The end in this case meant not just the fate of the submarine and its crew, but potentially the entire world. Cut off from outside contact, buffeted by depth charges, its air conditioning broken, and temperatures and carbon dioxide levels rising in the sub, the most obvious conclusion for the officers of B-59 was that global war had already begun. But the sub had a weapon at its disposal that US officers didn’t know about: a 10-kiloton nuclear torpedo. And its officers had permission from their superiors to launch it without confirmation from Moscow.

Two of the sub’s senior officers wanted to launch the nuclear torpedo. That included its captain, Valentin Savitsky, who according to a report from the US National Security Archive, exclaimed: “We’re gonna blast them now! We will die, but we will sink them all — we will not become the shame of the fleet.”

Thankfully, the captain didn’t have sole discretion over the launch. All three senior officers had to agree, and Vasili Arkhipov, the 36-year-old second captain and brigade chief of staff, refused to give his assent. He convinced the sub’s top officers that the depth charges were indeed meant to signal B-59 to surface — there was no other way for the US ships to communicate with the Soviet sub — and that launching the nuclear torpedo would be a fatal mistake. The sub returned to the surface, headed away from Cuba, and steamed back toward the Soviet Union.

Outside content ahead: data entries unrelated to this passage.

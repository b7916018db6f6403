//! Repository layer.
//!
//! Each repository is a zero-sized struct providing async CRUD methods
//! that accept `&PgPool` as the first argument. Every method issues a single
//! auto-committed statement.

pub mod category_repo;
pub mod project_repo;

pub use category_repo::CategoryRepo;
pub use project_repo::ProjectRepo;
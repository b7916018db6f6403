//! Local-disk media store.
//!
//! Files are written under `root` with generated names and exposed by the
//! API's static file route. URLs are `{public_prefix}/{file_name}`.

use std::path::PathBuf;

use async_trait::async_trait;
use tokio::fs;
use tokio::io::AsyncWriteExt;

use crate::error::MediaError;
use crate::store::{MediaStore, MediaUpload, StoredMedia};

/// Stores media files in a flat directory.
pub struct LocalDiskStore {
    root: PathBuf,
    public_prefix: String,
}

impl LocalDiskStore {
    /// `public_prefix` is either a path (`/uploads`) or an absolute URL
    /// (`https://api.example.com/uploads`); a trailing slash is ignored.
    pub fn new(root: impl Into<PathBuf>, public_prefix: impl Into<String>) -> Self {
        Self {
            root: root.into(),
            public_prefix: public_prefix.into().trim_end_matches('/').to_string(),
        }
    }

    /// Create the upload directory if it does not exist yet.
    pub async fn ensure_root(&self) -> Result<(), MediaError> {
        fs::create_dir_all(&self.root).await?;
        Ok(())
    }

    fn stored_name(upload: &MediaUpload) -> String {
        let stamp = chrono::Utc::now().timestamp_millis();
        let id = uuid::Uuid::new_v4().simple();
        match upload.extension() {
            Some(ext) => format!("{stamp}-{id}.{ext}"),
            None => format!("{stamp}-{id}"),
        }
    }

    /// Map a public URL back to a file inside `root`.
    ///
    /// Only plain file names directly under the prefix are accepted.
    fn path_for(&self, url: &str) -> Result<PathBuf, MediaError> {
        let name = url
            .strip_prefix(&self.public_prefix)
            .and_then(|rest| rest.strip_prefix('/'))
            .ok_or_else(|| MediaError::NotManaged(url.to_string()))?;

        if name.is_empty() || name.contains('/') || name.contains('\\') || name.starts_with('.') {
            return Err(MediaError::NotManaged(url.to_string()));
        }
        Ok(self.root.join(name))
    }
}

#[async_trait]
impl MediaStore for LocalDiskStore {
    fn name(&self) -> &'static str {
        "local"
    }

    async fn put(&self, upload: MediaUpload) -> Result<StoredMedia, MediaError> {
        self.ensure_root().await?;

        let name = Self::stored_name(&upload);
        let full_path = self.root.join(&name);

        // Write to a temp file first so a half-written upload is never served.
        let temp_path = self.root.join(format!(".{name}.tmp"));
        let mut file = fs::File::create(&temp_path).await?;
        file.write_all(&upload.bytes).await?;
        file.sync_all().await?;
        drop(file);
        fs::rename(&temp_path, &full_path).await?;

        tracing::debug!(path = %full_path.display(), size = upload.bytes.len(), "local_store: written");

        Ok(StoredMedia {
            url: format!("{}/{name}", self.public_prefix),
            kind: upload.kind(),
        })
    }

    async fn remove(&self, url: &str) -> Result<(), MediaError> {
        let path = self.path_for(url)?;
        match fs::remove_file(&path).await {
            Ok(()) => Ok(()),
            Err(e) if e.kind() == std::io::ErrorKind::NotFound => Ok(()),
            Err(e) => Err(e.into()),
        }
    }
}
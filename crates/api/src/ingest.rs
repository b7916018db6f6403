//! Request body ingestion for project writes and direct media uploads.
//!
//! `POST`/`PUT /api/projects` accept either a JSON body or
//! `multipart/form-data`. Multipart requests carry the same text fields plus
//! up to [`MAX_FILES_PER_REQUEST`] files under `image` or `media`. Every file
//! is checked against the [`UploadPolicy`] while it streams in, so nothing is
//! stored and no row is written for a rejected request.

use aidy_core::upload::{UploadPolicy, MAX_FILES_PER_REQUEST};
use aidy_db::models::project::ProjectPayload;
use aidy_media::MediaUpload;
use axum::extract::multipart::Field;
use axum::extract::{FromRequest, Multipart, Request};
use axum::http::header::CONTENT_TYPE;
use axum::Json;
use serde::de::DeserializeOwned;

use crate::error::{AppError, AppResult};
use crate::state::AppState;

/// A JSON body whose rejections (bad syntax, wrong content type, missing
/// fields) come back in the `{error, code}` shape.
#[derive(Debug)]
pub struct JsonBody<T>(pub T);

impl<T, S> FromRequest<S> for JsonBody<T>
where
    T: DeserializeOwned,
    S: Send + Sync,
{
    type Rejection = AppError;

    async fn from_request(req: Request, state: &S) -> Result<Self, Self::Rejection> {
        let Json(value) = Json::<T>::from_request(req, state)
            .await
            .map_err(|rejection| AppError::BadRequest(rejection.body_text()))?;
        Ok(Self(value))
    }
}

/// Multipart field names that carry files.
pub const FILE_FIELDS: &[&str] = &["image", "media"];

/// A project create/update request, from either body encoding.
#[derive(Debug, Default)]
pub struct ProjectSubmission {
    pub payload: ProjectPayload,
    /// Validated files still to be stored; their URLs are appended after
    /// `payload.media_urls`.
    pub files: Vec<MediaUpload>,
}

impl FromRequest<AppState> for ProjectSubmission {
    type Rejection = AppError;

    async fn from_request(req: Request, state: &AppState) -> Result<Self, Self::Rejection> {
        if !is_multipart(&req) {
            let JsonBody(payload) = JsonBody::<ProjectPayload>::from_request(req, state).await?;
            return Ok(Self {
                payload,
                files: Vec::new(),
            });
        }

        let multipart = Multipart::from_request(req, state)
            .await
            .map_err(|rejection| AppError::BadRequest(rejection.body_text()))?;
        read_project_form(multipart, &state.config.media.upload_policy()).await
    }
}

/// Files of a `POST /api/media` request.
#[derive(Debug, Default)]
pub struct MediaBatch {
    pub files: Vec<MediaUpload>,
}

impl FromRequest<AppState> for MediaBatch {
    type Rejection = AppError;

    async fn from_request(req: Request, state: &AppState) -> Result<Self, Self::Rejection> {
        let multipart = Multipart::from_request(req, state)
            .await
            .map_err(|rejection| AppError::BadRequest(rejection.body_text()))?;
        let submission = read_project_form(multipart, &state.config.media.upload_policy()).await?;
        Ok(Self {
            files: submission.files,
        })
    }
}

fn is_multipart(req: &Request) -> bool {
    req.headers()
        .get(CONTENT_TYPE)
        .and_then(|v| v.to_str().ok())
        .is_some_and(|ct| ct.starts_with("multipart/form-data"))
}

// ---------------------------------------------------------------------------
// Multipart parsing
// ---------------------------------------------------------------------------

async fn read_project_form(
    mut multipart: Multipart,
    policy: &UploadPolicy,
) -> AppResult<ProjectSubmission> {
    let mut submission = ProjectSubmission::default();

    while let Some(field) = multipart.next_field().await? {
        let name = field.name().unwrap_or("").to_string();
        match name.as_str() {
            "title" => submission.payload.title = Some(field.text().await?),
            "description" => submission.payload.description = Some(field.text().await?),
            "category" => submission.payload.category = Some(field.text().await?),
            "media_urls" | "media_urls[]" => {
                submission.payload.media_urls.push(field.text().await?);
            }
            n if FILE_FIELDS.contains(&n) => {
                if submission.files.len() == MAX_FILES_PER_REQUEST {
                    return Err(UploadPolicy::too_many_files().into());
                }
                // Browsers send an empty file part when no file was chosen.
                if field.file_name().is_none_or(str::is_empty) {
                    continue;
                }
                submission.files.push(read_file(field, policy).await?);
            }
            _ => {} // ignore unknown fields
        }
    }

    tracing::debug!(
        files = submission.files.len(),
        retained = submission.payload.media_urls.len(),
        "Multipart submission parsed"
    );
    Ok(submission)
}

/// Read one file field, enforcing the extension allow-list before reading
/// and the size cap on every chunk.
async fn read_file(mut field: Field<'_>, policy: &UploadPolicy) -> AppResult<MediaUpload> {
    let file_name = field.file_name().unwrap_or_default().to_string();
    policy.check_extension(&file_name)?;
    let content_type = field.content_type().map(str::to_string);

    let mut bytes = Vec::new();
    while let Some(chunk) = field.chunk().await? {
        policy.check_size((bytes.len() + chunk.len()) as u64)?;
        bytes.extend_from_slice(&chunk);
    }

    Ok(MediaUpload::new(file_name, content_type, bytes))
}
//! The [`MediaStore`] trait and the batch helpers built on it.

use aidy_core::media::{extension_of, MediaKind};
use aidy_core::upload::UploadProgress;
use async_trait::async_trait;
use serde::Serialize;

use crate::error::{BatchUploadError, MediaError};

/// A file on its way to a media store.
#[derive(Debug, Clone)]
pub struct MediaUpload {
    pub file_name: String,
    pub content_type: Option<String>,
    pub bytes: Vec<u8>,
}

impl MediaUpload {
    pub fn new(file_name: impl Into<String>, content_type: Option<String>, bytes: Vec<u8>) -> Self {
        Self {
            file_name: file_name.into(),
            content_type,
            bytes,
        }
    }

    /// Video or image, from the MIME type when known, else the extension.
    pub fn kind(&self) -> MediaKind {
        match &self.content_type {
            Some(ct) if !ct.is_empty() && ct != "application/octet-stream" => {
                MediaKind::of_content_type(ct)
            }
            _ => MediaKind::of_url(&self.file_name),
        }
    }

    /// Lowercased extension of the original file name.
    pub fn extension(&self) -> Option<String> {
        extension_of(&self.file_name)
    }
}

/// A stored object: its public URL and how it should be rendered.
#[derive(Debug, Clone, PartialEq, Eq, Serialize)]
pub struct StoredMedia {
    pub url: String,
    pub kind: MediaKind,
}

/// Storage transport for media files.
///
/// Implementations: [`LocalDiskStore`](crate::LocalDiskStore) and
/// [`CloudinaryStore`](crate::CloudinaryStore).
#[async_trait]
pub trait MediaStore: Send + Sync {
    /// Short transport name for logs.
    fn name(&self) -> &'static str;

    /// Store one file and return its public URL.
    async fn put(&self, upload: MediaUpload) -> Result<StoredMedia, MediaError>;

    /// Remove the object behind a URL previously returned by [`put`](Self::put).
    ///
    /// Removing an object that no longer exists succeeds.
    async fn remove(&self, url: &str) -> Result<(), MediaError>;
}

/// Upload files one at a time, in order, reporting file-granular progress.
///
/// Stops at the first failure; see [`BatchUploadError`].
pub async fn upload_sequentially<F>(
    store: &dyn MediaStore,
    uploads: Vec<MediaUpload>,
    mut on_progress: F,
) -> Result<Vec<StoredMedia>, BatchUploadError>
where
    F: FnMut(UploadProgress) + Send,
{
    let mut progress = UploadProgress::new(uploads.len());
    let mut stored = Vec::with_capacity(uploads.len());

    for upload in uploads {
        let file_name = upload.file_name.clone();
        match store.put(upload).await {
            Ok(media) => {
                tracing::debug!(store = store.name(), file = %file_name, url = %media.url, "Media stored");
                stored.push(media);
                progress.advance();
                on_progress(progress);
            }
            Err(source) => {
                tracing::warn!(store = store.name(), file = %file_name, error = %source, "Media upload failed");
                return Err(BatchUploadError {
                    file_name,
                    source,
                    uploaded: stored,
                });
            }
        }
    }

    Ok(stored)
}

/// Remove each URL, logging failures instead of returning them.
///
/// Returns the number of URLs that were removed successfully.
pub async fn remove_best_effort<I, S>(store: &dyn MediaStore, urls: I) -> usize
where
    I: IntoIterator<Item = S> + Send,
    I::IntoIter: Send,
    S: AsRef<str> + Send,
{
    let mut removed = 0;
    for url in urls {
        let url = url.as_ref();
        match store.remove(url).await {
            Ok(()) => {
                tracing::info!(store = store.name(), %url, "Media removed");
                removed += 1;
            }
            Err(e) => {
                tracing::warn!(store = store.name(), %url, error = %e, "Media cleanup failed, object left on host");
            }
        }
    }
    removed
}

Arkhipov’s cool-headed heroics didn’t mark the end of the Cuban missile crisis. The same day, US U-2 pilot Maj. Rudolf Anderson was shot down while on a reconnaissance mission over Cuba. Anderson was the first and only casualty of the crisis, an event that could have led to war had President Kennedy not concluded that the order to fire had not been given by Soviet Premier Nikita Khrushchev.

That close call sobered both leaders, leading them to open back-channel negotiations that eventually led to a withdrawal of Soviet missiles in Cuba, a later pullback of US missiles in Turkey in response, and the end of the closest the world has yet come to total nuclear war.

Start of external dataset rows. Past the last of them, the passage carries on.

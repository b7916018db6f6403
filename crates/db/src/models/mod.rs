//! Domain model structs and DTOs.
//!
//! Each submodule contains:
//! - A `FromRow` + `Serialize` entity struct matching the database row
//! - A `Deserialize` request DTO
//! - A validated write struct handed to the repository

pub mod category;
pub mod project;
use aidy_core::category;
use aidy_core::error::CoreError;
use axum::extract::multipart::MultipartError;
use axum::http::StatusCode;
use axum::response::{IntoResponse, Response};
use serde_json::json;

/// Message returned for every media host failure; details go to the log.
pub const MSG_UPSTREAM: &str = "Gagal upload file ke media host.";

/// Message returned for every internal failure.
pub const MSG_INTERNAL: &str = "An internal error occurred";

/// Application-level error type for HTTP handlers.
///
/// Wraps [`CoreError`] for domain errors and adds HTTP-specific variants.
/// Implements [`IntoResponse`] to produce consistent JSON error responses.
#[derive(Debug, thiserror::Error)]
pub enum AppError {
    /// A domain-level error from `aidy_core`.
    #[error(transparent)]
    Core(#[from] CoreError),

    /// A database error from sqlx.
    #[error("Database error: {0}")]
    Database(#[from] sqlx::Error),

    /// A malformed request body (bad JSON, broken multipart stream).
    #[error("Bad request: {0}")]
    BadRequest(String),
}

/// Convenience type alias for handler return values.
pub type AppResult<T> = Result<T, AppError>;

impl From<MultipartError> for AppError {
    fn from(err: MultipartError) -> Self {
        AppError::BadRequest(err.body_text())
    }
}

impl IntoResponse for AppError {
    fn into_response(self) -> Response {
        let (status, code, message) = match &self {
            // --- CoreError variants ---
            AppError::Core(core) => match core {
                CoreError::NotFound { entity, id } => {
                    tracing::debug!(entity, id, "Entity not found");
                    (
                        StatusCode::NOT_FOUND,
                        "NOT_FOUND",
                        CoreError::not_found_message(entity),
                    )
                }
                CoreError::Validation(msg) => {
                    (StatusCode::BAD_REQUEST, "VALIDATION_ERROR", msg.clone())
                }
                CoreError::Conflict(msg) => (StatusCode::BAD_REQUEST, "CONFLICT", msg.clone()),
                CoreError::Payload(msg) => (StatusCode::BAD_REQUEST, "PAYLOAD_ERROR", msg.clone()),
                CoreError::Upstream(msg) => {
                    tracing::error!(error = %msg, "Media host failure");
                    (
                        StatusCode::INTERNAL_SERVER_ERROR,
                        "UPSTREAM_ERROR",
                        MSG_UPSTREAM.to_string(),
                    )
                }
                CoreError::Internal(msg) => {
                    tracing::error!(error = %msg, "Internal core error");
                    (
                        StatusCode::INTERNAL_SERVER_ERROR,
                        "INTERNAL_ERROR",
                        MSG_INTERNAL.to_string(),
                    )
                }
            },

            // --- Database errors ---
            AppError::Database(err) => classify_sqlx_error(err),

            // --- HTTP-specific errors ---
            AppError::BadRequest(msg) => (StatusCode::BAD_REQUEST, "BAD_REQUEST", msg.clone()),
        };

        let body = json!({
            "error": message,
            "code": code,
        });

        (status, axum::Json(body)).into_response()
    }
}

/// Classify a sqlx error into an HTTP status, error code, and message.
///
/// - `RowNotFound` maps to 404.
/// - Unique violations map to 400 `CONFLICT`; `uq_categories_name` carries
///   the duplicate-category message.
/// - Everything else maps to 500 with a sanitized message.
fn classify_sqlx_error(err: &sqlx::Error) -> (StatusCode, &'static str, String) {
    match err {
        sqlx::Error::RowNotFound => (
            StatusCode::NOT_FOUND,
            "NOT_FOUND",
            "Resource not found".to_string(),
        ),
        sqlx::Error::Database(db_err) => {
            // PostgreSQL unique constraint violation: error code 23505
            if db_err.code().as_deref() == Some("23505") {
                let constraint = db_err.constraint().unwrap_or("unknown");
                if constraint == "uq_categories_name" {
                    return (
                        StatusCode::BAD_REQUEST,
                        "CONFLICT",
                        category::MSG_NAME_TAKEN.to_string(),
                    );
                }
                if constraint.starts_with("uq_") {
                    return (
                        StatusCode::BAD_REQUEST,
                        "CONFLICT",
                        format!("Duplicate value violates unique constraint: {constraint}"),
                    );
                }
            }
            tracing::error!(error = %db_err, "Database error");
            (
                StatusCode::INTERNAL_SERVER_ERROR,
                "INTERNAL_ERROR",
                MSG_INTERNAL.to_string(),
            )
        }
        other => {
            tracing::error!(error = %other, "Database error");
            (
                StatusCode::INTERNAL_SERVER_ERROR,
                "INTERNAL_ERROR",
                MSG_INTERNAL.to_string(),
            )
        }
    }
}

In a situation as complex and pressured as the Cuban missile crisis, when both sides were operating with limited information, a ticking clock, and tens of thousands of nuclear warheads (most, it should be noted, possessed by the US), no single act was truly definitive for war or peace. But Arkhipov’s actions still deserve special praise. Trapped in a diesel-powered submarine thousands of miles from home, buffeted by exploding depth charges and threatened with suffocation and death, Arkhipov kept his head. Had he assented to the decision to fire a nuclear torpedo, likely vaporizing a US aircraft carrier and killing thousands of sailors, it would have been far more difficult for Kennedy and Khrushchev to step back from the brink. And the most dangerous day in human history may well have been one of our last.

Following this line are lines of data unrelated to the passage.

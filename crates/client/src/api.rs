//! Typed client for the portfolio REST API.

use std::time::Duration;

use aidy_core::media::parse_media_field;
use aidy_core::types::DbId;
use reqwest::{Method, RequestBuilder, Response};
use serde::de::DeserializeOwned;
use serde::{Deserialize, Serialize};
use serde_json::{json, Value};

use crate::error::ClientError;

const REQUEST_TIMEOUT: Duration = Duration::from_secs(30);

// ---------------------------------------------------------------------------
// Wire types
// ---------------------------------------------------------------------------

/// A project as the client reads it.
///
/// `media` is kept as raw JSON: older rows and some proxies deliver it as a
/// JSON-encoded string rather than an array. Use [`media_urls`](Self::media_urls).
#[derive(Debug, Clone, PartialEq, Deserialize)]
pub struct ProjectView {
    pub id: DbId,
    pub title: String,
    #[serde(default)]
    pub description: Option<String>,
    #[serde(default)]
    pub image_url: Option<String>,
    #[serde(default)]
    pub media: Value,
    #[serde(default)]
    pub category: Option<String>,
    #[serde(default)]
    pub category_id: Option<DbId>,
    #[serde(default)]
    pub created_at: Option<String>,
}

impl ProjectView {
    /// Ordered media URLs, falling back to `image_url`.
    pub fn media_urls(&self) -> Vec<String> {
        parse_media_field(&self.media, self.image_url.as_deref())
    }
}

#[derive(Debug, Clone, PartialEq, Eq, Deserialize)]
pub struct CategoryView {
    pub id: DbId,
    pub name: String,
}

/// Body of a project create or full-replacement update.
#[derive(Debug, Clone, Default, PartialEq, Eq, Serialize)]
pub struct ProjectInput {
    pub title: String,
    pub description: Option<String>,
    pub category: Option<String>,
    pub media_urls: Vec<String>,
}

#[derive(Debug, Deserialize)]
struct MessageBody {
    message: String,
}

#[derive(Debug, Deserialize)]
struct ErrorBody {
    error: String,
}

// ---------------------------------------------------------------------------
// Client
// ---------------------------------------------------------------------------

/// Thin wrapper over `reqwest` bound to one API root.
#[derive(Debug, Clone)]
pub struct ApiClient {
    http: reqwest::Client,
    base_url: String,
}

impl ApiClient {
    /// `base_url` is the API root including `/api`, e.g. `http://localhost:5000/api`.
    pub fn new(base_url: impl Into<String>) -> Result<Self, ClientError> {
        let http = reqwest::Client::builder().timeout(REQUEST_TIMEOUT).build()?;
        Ok(Self {
            http,
            base_url: base_url.into().trim_end_matches('/').to_string(),
        })
    }

    pub fn base_url(&self) -> &str {
        &self.base_url
    }

    fn request(&self, method: Method, path: &str) -> RequestBuilder {
        self.http.request(method, format!("{}{path}", self.base_url))
    }

    // --- Projects ---

    pub async fn list_projects(&self) -> Result<Vec<ProjectView>, ClientError> {
        decode(self.request(Method::GET, "/projects").send().await?).await
    }

    pub async fn get_project(&self, id: DbId) -> Result<ProjectView, ClientError> {
        decode(self.request(Method::GET, &format!("/projects/{id}")).send().await?).await
    }

    pub async fn create_project(&self, input: &ProjectInput) -> Result<ProjectView, ClientError> {
        let response = self.request(Method::POST, "/projects").json(input).send().await?;
        decode(response).await
    }

    pub async fn update_project(
        &self,
        id: DbId,
        input: &ProjectInput,
    ) -> Result<ProjectView, ClientError> {
        let response = self
            .request(Method::PUT, &format!("/projects/{id}"))
            .json(input)
            .send()
            .await?;
        decode(response).await
    }

    /// Returns the server's confirmation message.
    pub async fn delete_project(&self, id: DbId) -> Result<String, ClientError> {
        let response = self.request(Method::DELETE, &format!("/projects/{id}")).send().await?;
        decode::<MessageBody>(response).await.map(|b| b.message)
    }

    // --- Categories ---

    pub async fn list_categories(&self) -> Result<Vec<CategoryView>, ClientError> {
        decode(self.request(Method::GET, "/categories").send().await?).await
    }

    pub async fn create_category(&self, name: &str) -> Result<CategoryView, ClientError> {
        let response = self
            .request(Method::POST, "/categories")
            .json(&json!({ "name": name }))
            .send()
            .await?;
        decode(response).await
    }

    pub async fn rename_category(&self, id: DbId, name: &str) -> Result<CategoryView, ClientError> {
        let response = self
            .request(Method::PUT, &format!("/categories/{id}"))
            .json(&json!({ "name": name }))
            .send()
            .await?;
        decode(response).await
    }

    /// Returns the server's confirmation message.
    pub async fn delete_category(&self, id: DbId) -> Result<String, ClientError> {
        let response = self
            .request(Method::DELETE, &format!("/categories/{id}"))
            .send()
            .await?;
        decode::<MessageBody>(response).await.map(|b| b.message)
    }
}

/// Decode a 2xx body as `T`, or turn an error status into [`ClientError::Api`].
async fn decode<T: DeserializeOwned>(response: Response) -> Result<T, ClientError> {
    let status = response.status();
    let bytes = response.bytes().await?;

    if !status.is_success() {
        let message = serde_json::from_slice::<ErrorBody>(&bytes)
            .map(|b| b.error)
            .unwrap_or_else(|_| format!("Request failed with status {}", status.as_u16()));
        tracing::debug!(status = status.as_u16(), %message, "API request rejected");
        return Err(ClientError::Api {
            status: status.as_u16(),
            message,
        });
    }

    serde_json::from_slice(&bytes).map_err(|e| ClientError::Decode(e.to_string()))
}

For his courage, Arkhipov was the first person to be given the Future of Life award by the Cambridge-based existential risk nonprofit the Future of Life Institute (FLI), in 2017. It was posthumous — Arkhipov died in 1998, before the news of his actions was widely known. But he may well be, as FLI president Max Tegmark said at the award ceremony, “arguably the most important person in modern history.”

No nuclear weapon has been used in war since the atomic bombing of Nagasaki on August 9, 1945. But as tensions between the US and Russia only grow over the war in Ukraine, and as Russian President Vladimir Putin makes veiled threats about wielding his country’s nuclear arsenal, we should remember the awful power of these world-ending weapons. And we should celebrate those, like Vasili Arkhipov, who in moments of existential decision, choose life rather than extinction.[3]